I am in the process of revisiting some older linear algebra code of mine with the aim of getting it in shape for CUDA 4.0. In the course of this I though I would try building a GPU version of the lapack routinely DPBTRS using cublasDtbsv directly - so basically a pair of cublasDtbsv calls for forward and backward substitution for each right hand side. The results for a N=20000 matrix with a semibandwidth of 1900 and 4 rhs vectors:

GTX470 Cublas 3.2:   total time = 1.453503, dbptrf = 0.974225, dbptrs = 0.479278

GTX470 Cublas 4.0:   total time = 1.415825, dbptrf = 0.920702, dbptrs = 0.495123

ACML4.4 (4 threads): total time = 5.026893, dbptrf = 4.853224, dbptrs = 0.173669

(all times in seconds, no host device memory copies included in the GPU timing, averaged over 20 runs).

While my GPU band Cholesky factorization is about 5 times faster than the multithreaded ACML version, the CUBLAS dbsv performance is pretty terrible - something like 3 times slower than the CPU version. Looking a the profiler output tells the story - the two cublasDtbsv kernels dtbsv_main_lo_nt, dtbsv_main_lo_tr are using almost 40% of the total GPU time recorded by the profiler.

Anyone else using this routine? Any suggestions for alternatives?

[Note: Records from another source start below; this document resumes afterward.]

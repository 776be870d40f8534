//! OpenAI client configuration.

use crate::error::{Result, SokordError};
use async_openai::{config::OpenAIConfig, Client};
use std::time::Duration;

/// Create an OpenAI client whose requests give up after `timeout`.
///
/// The API key is read from `OPENAI_API_KEY` by `OpenAIConfig`.
pub fn create_client(timeout: Duration) -> Result<Client<OpenAIConfig>> {
    let http_client = reqwest::Client::builder()
        .timeout(timeout)
        .build()
        .map_err(|e| SokordError::Config(format!("failed to build HTTP client: {e}")))?;

    Ok(Client::with_config(OpenAIConfig::default()).with_http_client(http_client))
}

//! Hugging Face Inference API summarizer (seq2seq models such as BART).

use super::{Summarizer, SummaryParams};
use crate::config::{HttpSettings, SummarizationSettings};
use crate::error::{Result, SokordError};
use crate::http::{body_excerpt, build_client, DEFAULT_USER_AGENT};
use async_trait::async_trait;
use serde::{Deserialize, Serialize};
use std::time::Duration;
use tracing::{debug, instrument};

/// Task prefix expected by the summarization checkpoints.
const TASK_PREFIX: &str = "summarize: ";

/// Summarizer backed by the Hugging Face Inference API.
pub struct HuggingFaceSummarizer {
    client: reqwest::Client,
    endpoint: String,
    token: Option<String>,
}

#[derive(Serialize)]
struct InferenceRequest {
    inputs: String,
    parameters: InferenceParameters,
    options: InferenceOptions,
}

#[derive(Serialize)]
struct InferenceParameters {
    max_length: u32,
    min_length: u32,
    num_beams: u32,
    length_penalty: f32,
    early_stopping: bool,
    truncation: &'static str,
}

#[derive(Serialize)]
struct InferenceOptions {
    wait_for_model: bool,
}

#[derive(Deserialize)]
struct SummaryOutput {
    summary_text: String,
}

impl HuggingFaceSummarizer {
    /// Create a summarizer for `model` served under `base_url`.
    pub fn new(
        base_url: &str,
        model: &str,
        token: Option<String>,
        timeout: Duration,
    ) -> Result<Self> {
        Ok(Self {
            client: build_client(timeout, DEFAULT_USER_AGENT)?,
            endpoint: format!("{}/models/{}", base_url.trim_end_matches('/'), model),
            token,
        })
    }

    /// Create a summarizer from settings.
    pub fn from_settings(settings: &SummarizationSettings, http: &HttpSettings) -> Result<Self> {
        Self::new(
            &settings.huggingface_base_url,
            &settings.model,
            settings.huggingface_token(),
            Duration::from_secs(http.model_timeout_seconds),
        )
    }
}

#[async_trait]
impl Summarizer for HuggingFaceSummarizer {
    #[instrument(skip(self, text), fields(chars = text.len()))]
    async fn summarize(&self, text: &str, params: &SummaryParams) -> Result<String> {
        if text.trim().is_empty() {
            return Ok(String::new());
        }

        let body = InferenceRequest {
            inputs: format!("{}{}", TASK_PREFIX, text),
            parameters: InferenceParameters {
                max_length: params.max_length,
                min_length: params.min_length,
                num_beams: params.num_beams,
                length_penalty: params.length_penalty,
                early_stopping: params.early_stopping,
                truncation: "only_first",
            },
            options: InferenceOptions {
                wait_for_model: true,
            },
        };

        let mut request = self.client.post(&self.endpoint).json(&body);
        if let Some(token) = &self.token {
            request = request.bearer_auth(token);
        }

        let response = request
            .send()
            .await
            .map_err(|e| SokordError::Summarization(format!("inference request failed: {e}")))?;

        let status = response.status();
        let text = response
            .text()
            .await
            .map_err(|e| SokordError::Summarization(format!("failed to read response: {e}")))?;

        if !status.is_success() {
            return Err(SokordError::Summarization(format!(
                "inference API returned {}: {}",
                status,
                body_excerpt(&text)
            )));
        }

        let outputs: Vec<SummaryOutput> = serde_json::from_str(&text).map_err(|e| {
            SokordError::Summarization(format!("unexpected inference response: {e}"))
        })?;

        let summary = outputs
            .into_iter()
            .next()
            .map(|o| o.summary_text.trim().to_string())
            .ok_or_else(|| SokordError::Summarization("empty inference response".to_string()))?;

        debug!("Summary: {}", summary);
        Ok(summary)
    }
}
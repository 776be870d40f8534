//! Rank command - score keywords by YouTube engagement.

use super::extract::to_json;
use crate::cli::Output;
use crate::config::Settings;
use crate::ranking::{SeoRanker, YoutubeSearch};
use anyhow::Result;
use std::sync::Arc;

/// Rank `keywords` and print the ranking as JSON.
pub async fn run_rank(keywords: &[String], pretty: bool, settings: Settings) -> Result<()> {
    let search = YoutubeSearch::from_settings(&settings.youtube, &settings.http)?;
    let ranker = SeoRanker::new(
        Arc::new(search),
        settings.youtube.max_results,
        settings.ranking.failure_policy,
    );

    let spinner = Output::spinner(&format!("Ranking {} keywords...", keywords.len()));
    let ranking = ranker.rank(keywords).await;
    spinner.finish_and_clear();

    let ranking = ranking?;
    for failure in &ranking.failures {
        Output::warning(&format!("{}: {}", failure.keyword, failure.error));
    }
    println!("{}", to_json(&ranking, pretty)?);
    Ok(())
}
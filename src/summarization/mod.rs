//! Transcript summarization via external models.
//!
//! Summaries are model-version-dependent. Nothing downstream relies on the
//! exact wording, only on the words that appear in them.

mod huggingface;
mod openai;

pub use huggingface::HuggingFaceSummarizer;
pub use openai::OpenAISummarizer;

use crate::config::SummarizationSettings;
use crate::error::Result;
use async_trait::async_trait;
use serde::{Deserialize, Serialize};

/// Decoding parameters for a summarization call.
#[derive(Debug, Clone, Copy, PartialEq, Serialize, Deserialize)]
pub struct SummaryParams {
    /// Maximum summary length in tokens.
    pub max_length: u32,
    /// Minimum summary length in tokens.
    pub min_length: u32,
    /// Beam search width.
    pub num_beams: u32,
    pub length_penalty: f32,
    pub early_stopping: bool,
}

impl Default for SummaryParams {
    fn default() -> Self {
        Self {
            max_length: 130,
            min_length: 30,
            num_beams: 4,
            length_penalty: 2.0,
            early_stopping: true,
        }
    }
}

impl From<&SummarizationSettings> for SummaryParams {
    fn from(settings: &SummarizationSettings) -> Self {
        Self {
            max_length: settings.max_length,
            min_length: settings.min_length.min(settings.max_length),
            num_beams: settings.num_beams.max(1),
            length_penalty: settings.length_penalty,
            early_stopping: settings.early_stopping,
        }
    }
}

/// Trait for summarization backends.
///
/// Implementations return an empty summary for blank input without calling
/// the model.
#[async_trait]
pub trait Summarizer: Send + Sync {
    /// Summarize `text` using the given decoding parameters.
    async fn summarize(&self, text: &str, params: &SummaryParams) -> Result<String>;
}
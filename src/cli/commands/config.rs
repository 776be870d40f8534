//! Config command implementation.

use crate::cli::{ConfigAction, Output};
use crate::config::Settings;
use anyhow::Result;
use std::path::PathBuf;

/// Run the config command against the file at `config_path`.
pub fn run_config(action: &ConfigAction, mut settings: Settings, config_path: &PathBuf) -> Result<()> {
    match action {
        ConfigAction::Show => {
            let toml_str = toml::to_string_pretty(&settings)
                .map_err(|e| anyhow::anyhow!("Failed to serialize config: {}", e))?;
            println!("{}", toml_str);
        }

        ConfigAction::Set { key, value } => {
            settings.set_value(key, value)?;
            settings.save_to(config_path)?;
            Output::success(&format!("Set {} in {}", key, config_path.display()));
        }

        ConfigAction::Path => {
            println!("{}", config_path.display());
        }
    }

    Ok(())
}
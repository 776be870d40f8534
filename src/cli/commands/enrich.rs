//! Enrich command - look up Wikidata taxonomy terms for keywords.

use super::extract::to_json;
use crate::cli::Output;
use crate::config::Settings;
use crate::enrichment::{Enricher, WikidataClient};
use anyhow::Result;
use std::sync::Arc;

/// Enrich `keywords` and print the term map as JSON.
pub async fn run_enrich(keywords: &[String], pretty: bool, settings: Settings) -> Result<()> {
    let client = WikidataClient::from_settings(&settings.wikidata, &settings.http)?;
    let enricher = Enricher::new(Arc::new(client), settings.enrichment.failure_policy);

    let spinner = Output::spinner(&format!("Querying Wikidata for {} keywords...", keywords.len()));
    let enrichment = enricher.enrich(keywords).await;
    spinner.finish_and_clear();

    let enrichment = enrichment?;
    for failure in &enrichment.failures {
        Output::warning(&format!("{}: {}", failure.keyword, failure.error));
    }
    println!("{}", to_json(&enrichment, pretty)?);
    Ok(())
}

We are aware that TBSV (as well as TRSV) do not perform well on GPU. They are memory-bound as all BLAS2. on top of that, triangular solvers are very difficult to parallellize. Currently TBSV perf are poor but in line with TRSV. I think there is some room for improvement but not that much. Frankly, we did not put too much optimization effort for the BLAS2 routines (except GEMV) because we have not received much request for them. We mainly implemented them more for completeness of the BLAS Library.

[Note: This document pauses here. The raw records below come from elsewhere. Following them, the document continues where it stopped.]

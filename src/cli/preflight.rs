//! Pre-flight checks before expensive operations.
//!
//! Fails fast when a tool or credential the pipeline needs is missing,
//! instead of after a large upload has been copied and decoded.

use crate::error::{Result, SokordError};
use std::process::Command;

/// Operations with external requirements.
#[derive(Debug, Clone, Copy)]
pub enum Operation {
    /// Full pipeline: ffmpeg, ffprobe and transcription credentials.
    Extract,
    /// Serving needs the same tools as extraction.
    Serve,
}

/// Run pre-flight checks for the given operation.
pub fn check(operation: Operation) -> Result<()> {
    match operation {
        Operation::Extract | Operation::Serve => {
            check_env_key("OPENAI_API_KEY", "export OPENAI_API_KEY='sk-...'")?;
            check_tool("ffmpeg")?;
            check_tool("ffprobe")?;
        }
    }
    Ok(())
}

fn check_env_key(key: &str, how: &str) -> Result<()> {
    match std::env::var(key) {
        Ok(value) if !value.trim().is_empty() => Ok(()),
        _ => Err(SokordError::Config(format!(
            "{} not set. Set it with: {}",
            key, how
        ))),
    }
}

fn check_tool(name: &str) -> Result<()> {
    match Command::new(name).arg("-version").output() {
        Ok(output) if output.status.success() => Ok(()),
        Ok(_) => Err(SokordError::ToolNotFound(format!(
            "{} is installed but not working correctly",
            name
        ))),
        Err(e) if e.kind() == std::io::ErrorKind::NotFound => {
            Err(SokordError::ToolNotFound(name.to_string()))
        }
        Err(e) => Err(SokordError::ToolNotFound(format!("{}: {}", name, e))),
    }
}

#[cfg(test)]
mod tests {
    use super::*;

    #[test]
    fn test_missing_tool_is_reported() {
        let err = check_tool("sokord-no-such-tool").unwrap_err();
        assert!(matches!(err, SokordError::ToolNotFound(name) if name == "sokord-no-such-tool"));
    }

    #[test]
    fn test_missing_env_key_is_config_error() {
        let err = check_env_key("SOKORD_TEST_UNSET_KEY", "export it").unwrap_err();
        assert!(err.to_string().contains("SOKORD_TEST_UNSET_KEY not set"));
    }
}
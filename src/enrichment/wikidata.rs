//! Wikidata entity search and SPARQL taxonomy lookup.

use super::{EntityId, KnowledgeGraph};
use crate::config::{HttpSettings, WikidataSettings};
use crate::error::{Result, SokordError};
use crate::http::{body_excerpt, build_client};
use async_trait::async_trait;
use serde::de::DeserializeOwned;
use serde::Deserialize;
use std::time::Duration;
use tracing::{debug, instrument};
use url::Url;

/// "subclass of"
const SUBCLASS_OF: &str = "P279";

/// Wikidata client for `wbsearchentities` and the SPARQL endpoint.
pub struct WikidataClient {
    client: reqwest::Client,
    api_url: String,
    sparql_url: String,
    language: String,
}

#[derive(Deserialize)]
struct SearchEntitiesResponse {
    #[serde(default)]
    search: Vec<EntityMatch>,
}

#[derive(Deserialize)]
struct EntityMatch {
    id: String,
}

#[derive(Deserialize)]
struct SparqlResponse {
    results: SparqlResults,
}

#[derive(Deserialize)]
struct SparqlResults {
    #[serde(default)]
    bindings: Vec<Binding>,
}

#[derive(Deserialize)]
#[serde(rename_all = "camelCase")]
struct Binding {
    property: Option<BindingValue>,
    property_label: Option<BindingValue>,
    value_label: Option<BindingValue>,
}

#[derive(Deserialize)]
struct BindingValue {
    value: String,
}

impl Binding {
    fn is_subclass_of(&self) -> bool {
        let by_uri = self
            .property
            .as_ref()
            .is_some_and(|p| p.value.rsplit('/').next() == Some(SUBCLASS_OF));
        let by_label = self
            .property_label
            .as_ref()
            .is_some_and(|l| l.value == "subclass of");
        by_uri || by_label
    }
}

impl WikidataClient {
    pub fn new(
        api_url: &str,
        sparql_url: &str,
        language: &str,
        user_agent: &str,
        timeout: Duration,
    ) -> Result<Self> {
        if language.is_empty()
            || !language.chars().all(|c| c.is_ascii_alphanumeric() || c == '-')
        {
            return Err(SokordError::Config(format!(
                "invalid Wikidata language code: {language:?}"
            )));
        }

        Ok(Self {
            client: build_client(timeout, user_agent)?,
            api_url: api_url.to_string(),
            sparql_url: sparql_url.to_string(),
            language: language.to_string(),
        })
    }

    pub fn from_settings(settings: &WikidataSettings, http: &HttpSettings) -> Result<Self> {
        Self::new(
            &settings.api_url,
            &settings.sparql_url,
            &settings.language,
            &settings.user_agent,
            Duration::from_secs(http.timeout_seconds),
        )
    }

    /// SPARQL for P31/P279/P2283 claims of `entity` with labels.
    fn build_query(&self, entity: &EntityId) -> String {
        format!(
            r#"SELECT ?property ?propertyLabel ?value ?valueLabel WHERE {{
  VALUES ?prop {{ wdt:P31 wdt:P279 wdt:P2283 }}
  wd:{entity} ?prop ?value .
  ?property wikibase:directClaim ?prop .
  SERVICE wikibase:label {{ bd:serviceParam wikibase:language "{lang},en". }}
}}"#,
            entity = entity,
            lang = self.language,
        )
    }

    async fn get_json<T: DeserializeOwned>(
        &self,
        base: &str,
        params: &[(&str, &str)],
        accept: &str,
    ) -> Result<T> {
        let url = Url::parse_with_params(base, params)
            .map_err(|e| SokordError::Config(format!("invalid Wikidata URL {base}: {e}")))?;

        let response = self
            .client
            .get(url)
            .header(reqwest::header::ACCEPT, accept)
            .send()
            .await
            .map_err(|e| SokordError::EnrichmentUnavailable(format!("request failed: {e}")))?;

        let status = response.status();
        let body = response
            .text()
            .await
            .map_err(|e| SokordError::EnrichmentUnavailable(format!("response unreadable: {e}")))?;

        if !status.is_success() {
            return Err(SokordError::EnrichmentUnavailable(format!(
                "{} returned {}: {}",
                base,
                status,
                body_excerpt(&body)
            )));
        }

        serde_json::from_str(&body)
            .map_err(|e| SokordError::EnrichmentUnavailable(format!("unexpected response from {base}: {e}")))
    }
}

#[async_trait]
impl KnowledgeGraph for WikidataClient {
    #[instrument(skip(self))]
    async fn find_entity(&self, keyword: &str) -> Result<Option<EntityId>> {
        let response: SearchEntitiesResponse = self
            .get_json(
                &self.api_url,
                &[
                    ("action", "wbsearchentities"),
                    ("format", "json"),
                    ("language", self.language.as_str()),
                    ("search", keyword),
                ],
                "application/json",
            )
            .await?;

        match response.search.into_iter().next() {
            Some(hit) => EntityId::parse(&hit.id).map(Some),
            None => {
                debug!("No Wikidata entity found");
                Ok(None)
            }
        }
    }

    #[instrument(skip(self), fields(entity = %entity))]
    async fn query_associated_terms(&self, entity: &EntityId) -> Result<Vec<String>> {
        let query = self.build_query(entity);
        let response: SparqlResponse = self
            .get_json(
                &self.sparql_url,
                &[("query", query.as_str()), ("format", "json")],
                "application/sparql-results+json",
            )
            .await?;

        let terms: Vec<String> = response
            .results
            .bindings
            .into_iter()
            .filter(Binding::is_subclass_of)
            .filter_map(|b| b.value_label.map(|l| l.value))
            .collect();

        debug!("{} subclass-of terms", terms.len());
        Ok(terms)
    }
}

In your example, you mentioned that you have 4 rhs. Does it mean that you call it 4 times in a row with the same matrix?
Would you be interested in some “TBSM” which would certainly be more friendly for GPU?

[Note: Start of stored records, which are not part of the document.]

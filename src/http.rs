//! Shared HTTP client construction for the external APIs.

use crate::error::{Result, SokordError};
use std::time::Duration;

/// Default User-Agent for outbound requests.
pub const DEFAULT_USER_AGENT: &str = concat!("sokord/", env!("CARGO_PKG_VERSION"));

/// Build a [`reqwest::Client`] with a per-request timeout and User-Agent.
///
/// # Errors
///
/// Returns [`SokordError::Config`] if the client cannot be constructed.
pub fn build_client(timeout: Duration, user_agent: &str) -> Result<reqwest::Client> {
    reqwest::Client::builder()
        .timeout(timeout)
        .user_agent(user_agent)
        .redirect(reqwest::redirect::Policy::limited(10))
        .build()
        .map_err(|e| SokordError::Config(format!("failed to build HTTP client: {e}")))
}

/// Truncate a response body for inclusion in an error message.
pub(crate) fn body_excerpt(body: &str) -> String {
    const MAX: usize = 300;
    let trimmed = body.trim();
    match trimmed.char_indices().nth(MAX) {
        Some((idx, _)) => format!("{}...", &trimmed[..idx]),
        None => trimmed.to_string(),
    }
}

Thanks for the reply. I understand that blas 2 routines don’t leave a lot of scope for performance on the GPU, I just wasn’t expecting the diagonal solvers to quite so slow. I was really wondering about the algorithm the code uses - the occupancy of the tbsv kernels is incredibly low given that the test case has got a rather large semi-bandwidth and a lot of rows. I guess the biggest surprise was how slow the triangular solvers are compared to the factorization I am using, which contains some very naive code and doesn’t do any fancy like cyclic look-ahead or hybridizing with the host CPU.

About the actual problem - Yes there are four rhs vectors with the same lhs matrix, the matrix is a factorized jacobian, the rhs come from stage value approximations of an implicit Runge-Kutta scheme and the whole thing is wrapped in a newton solvers, so there could be a number of calls per step. I have just about finished a blas 3 based version using dtrsm and dgemm which I suspect might be faster, even for the “skinny” nx4 rhs matrix my problems usually have.